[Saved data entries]
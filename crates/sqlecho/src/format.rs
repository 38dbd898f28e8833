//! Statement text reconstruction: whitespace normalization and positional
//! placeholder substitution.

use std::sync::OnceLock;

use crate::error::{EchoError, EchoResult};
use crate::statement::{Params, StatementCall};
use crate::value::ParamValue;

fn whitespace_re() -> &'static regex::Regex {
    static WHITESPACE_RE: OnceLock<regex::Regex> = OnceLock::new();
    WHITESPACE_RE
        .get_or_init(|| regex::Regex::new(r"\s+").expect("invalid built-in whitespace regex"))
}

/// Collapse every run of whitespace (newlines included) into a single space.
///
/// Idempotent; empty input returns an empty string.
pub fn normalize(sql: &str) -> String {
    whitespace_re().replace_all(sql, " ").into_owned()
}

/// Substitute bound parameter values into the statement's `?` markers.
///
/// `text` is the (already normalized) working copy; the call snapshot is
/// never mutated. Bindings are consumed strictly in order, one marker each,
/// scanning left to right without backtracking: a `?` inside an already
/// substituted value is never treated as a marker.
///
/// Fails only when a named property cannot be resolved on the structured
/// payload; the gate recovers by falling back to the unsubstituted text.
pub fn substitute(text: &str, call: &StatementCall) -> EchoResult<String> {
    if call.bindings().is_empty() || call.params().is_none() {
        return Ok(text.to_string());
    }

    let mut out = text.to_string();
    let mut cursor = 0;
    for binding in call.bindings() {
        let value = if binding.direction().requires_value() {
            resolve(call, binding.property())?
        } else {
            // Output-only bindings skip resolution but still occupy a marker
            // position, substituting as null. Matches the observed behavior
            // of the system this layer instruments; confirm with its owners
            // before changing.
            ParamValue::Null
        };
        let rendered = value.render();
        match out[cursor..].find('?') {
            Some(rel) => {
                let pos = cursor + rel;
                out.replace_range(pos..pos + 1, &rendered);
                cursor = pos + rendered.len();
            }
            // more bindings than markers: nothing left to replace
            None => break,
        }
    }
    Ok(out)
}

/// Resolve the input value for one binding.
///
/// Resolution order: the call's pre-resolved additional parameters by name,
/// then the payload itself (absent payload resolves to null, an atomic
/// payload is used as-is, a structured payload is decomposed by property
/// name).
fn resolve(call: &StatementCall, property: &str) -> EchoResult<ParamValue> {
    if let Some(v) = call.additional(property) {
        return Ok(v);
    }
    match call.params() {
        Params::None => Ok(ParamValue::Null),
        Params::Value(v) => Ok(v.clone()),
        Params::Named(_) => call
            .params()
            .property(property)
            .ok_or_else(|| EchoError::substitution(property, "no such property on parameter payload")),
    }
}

**PROBLEM TO SOLVE**
Of the records above, copy each line that includes "resolved".

**REPLY**
/// Fails only when a named property cannot be resolved on the structured
/// Resolution order: the call's pre-resolved additional parameters by name,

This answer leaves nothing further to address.